EAC Partner States faulted over work permits

By LUKE ANAMI

Delay in the issuance of work permits within East African Community (EAC) is impeding regional economic growth. A meeting of East African chief executive officers in Nairobi yesterday accused Kenya and Tanzania of locking out other East Africans from their job market.

Speaking ahead of the East Africa Business Council meeting set for Rwanda in June this year, KPMG East Africa Chief Executive Officer and Senior Partner Josephat Mwaura took issue with increment of work permit fee among some countries.

“The move negates the purpose for EAC Common Market, which calls for free movement of people, goods, capital and services,” Mwaura said.

He said any restrictions of labour movement in the region actually work against the same governments.

 “By closing doors on labour from within the region, countries are in fact limiting their own growth through locking out investments that would have created more jobs in the long run.” The chief executives now want the states to review domestic policies on issuance of work permits as a way of encouraging trade.

Trade pacts

The chief executives who included Doreen Mbogho of Deloitte, Daniel Connelly Chief Executive Citi East Africa and Citibank in Kenya called on EAC Partner States to work out bilateral trade pacts that will speed up the service sector in the region.

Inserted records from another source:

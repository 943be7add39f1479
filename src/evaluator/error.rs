// Error types for template resolution

use thiserror::Error;

/// Result type for resolution operations
pub type ResolveResult<T> = Result<T, ResolveError>;

/// Errors that can occur while resolving a template
///
/// Every variant is fatal to the current resolution run: a document with one
/// unresolved expression is not usable, so there is no partial output.
#[derive(Error, Debug, Clone, PartialEq)]
pub enum ResolveError {
    /// A `Ref` or bare symbol names something that is neither a pseudo
    /// parameter, a surviving resource, nor a resolved parameter
    #[error(
        "Reference '{name}' not found. A reference should be either a parameter, a pseudo parameter or the logical name of a resource"
    )]
    ReferenceNotFound {
        /// The unresolved symbol
        name: String,
    },

    /// A condition name used by `Fn::If`, a `Condition` guard or a boolean
    /// intrinsic is not defined
    #[error("Condition '{name}' not found")]
    ConditionNotFound {
        /// Condition name
        name: String,
    },

    /// `Fn::FindInMap` names a map that is not declared under `Mappings`
    #[error("Mapping '{name}' not found")]
    MappingNotFound {
        /// Map name
        name: String,
    },

    /// `Fn::FindInMap` names a key missing from a declared map
    #[error("Key '{key}' not found in mapping '{name}'")]
    MappingKeyNotFound {
        /// Map name
        name: String,
        /// Missing first- or second-level key
        key: String,
    },

    /// An `Fn::*` key outside the supported set
    #[error("Unknown intrinsic function '{name}'")]
    UnknownIntrinsic {
        /// The intrinsic key as written in the template
        name: String,
    },

    /// The resource type is known but does not expose the requested
    /// attribute, or no resolver is registered for the type at all
    #[error("Unknown attribute '{attribute}' for {resource_type} '{logical_id}'")]
    UnknownAttribute {
        /// Declared resource type
        resource_type: String,
        /// Logical id of the resource
        logical_id: String,
        /// Requested attribute name
        attribute: String,
    },

    /// A `{{resolve:...}}` string uses an unsupported provider or is
    /// malformed
    #[error("Dynamic reference error: '{reference}' (only '{{{{resolve:ssm:<name>:<version>}}}}' is supported)")]
    DynamicReference {
        /// The offending string
        reference: String,
    },

    /// An intrinsic received arguments of the wrong shape
    #[error("{function}: {message}")]
    MalformedArguments {
        /// The intrinsic (or processing stage) that rejected its input
        function: String,
        /// What was wrong with it
        message: String,
    },

    /// `Fn::ImportValue` names an export absent from the context
    #[error("Export '{name}' not found in context")]
    ExportNotFound {
        /// Export name
        name: String,
    },

    /// An SSM parameter name is absent from the context
    #[error("SSM parameter '{name}' not found in context")]
    SsmParameterNotFound {
        /// Parameter name
        name: String,
    },

    /// An SSM parameter exists but the requested version does not
    #[error("SSM parameter '{name}' has no version '{version}'")]
    SsmVersionNotFound {
        /// Parameter name
        name: String,
        /// Requested version key
        version: String,
    },

    /// `Fn::Select` index outside the sequence
    #[error("Index {index} out of bounds for sequence of length {size}")]
    IndexOutOfBounds {
        /// Requested index
        index: i64,
        /// Sequence length
        size: usize,
    },

    /// The rewriter descended deeper than the nesting limit; almost always a
    /// self-referential resource or condition cycle
    #[error("Recursion limit of {limit} exceeded while resolving; the template likely contains a reference cycle")]
    RecursionLimitExceeded {
        /// The configured depth limit
        limit: usize,
    },
}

“As industry leaders, we believe the signing of mutual recognition agreement’s and harmonisation of skills is the way to go,” Mwaura said.

 The two day Summit to be held in Rwanda from June 4 to 6 is themed ‘Positioning East Africa for Inclusive Prosperity in 2020 and Beyond.’

It is expected to bring together over 100 top chief executive officers, financiers and Government officials to discuss ways of exploiting emerging opportunities in various industries and geographies.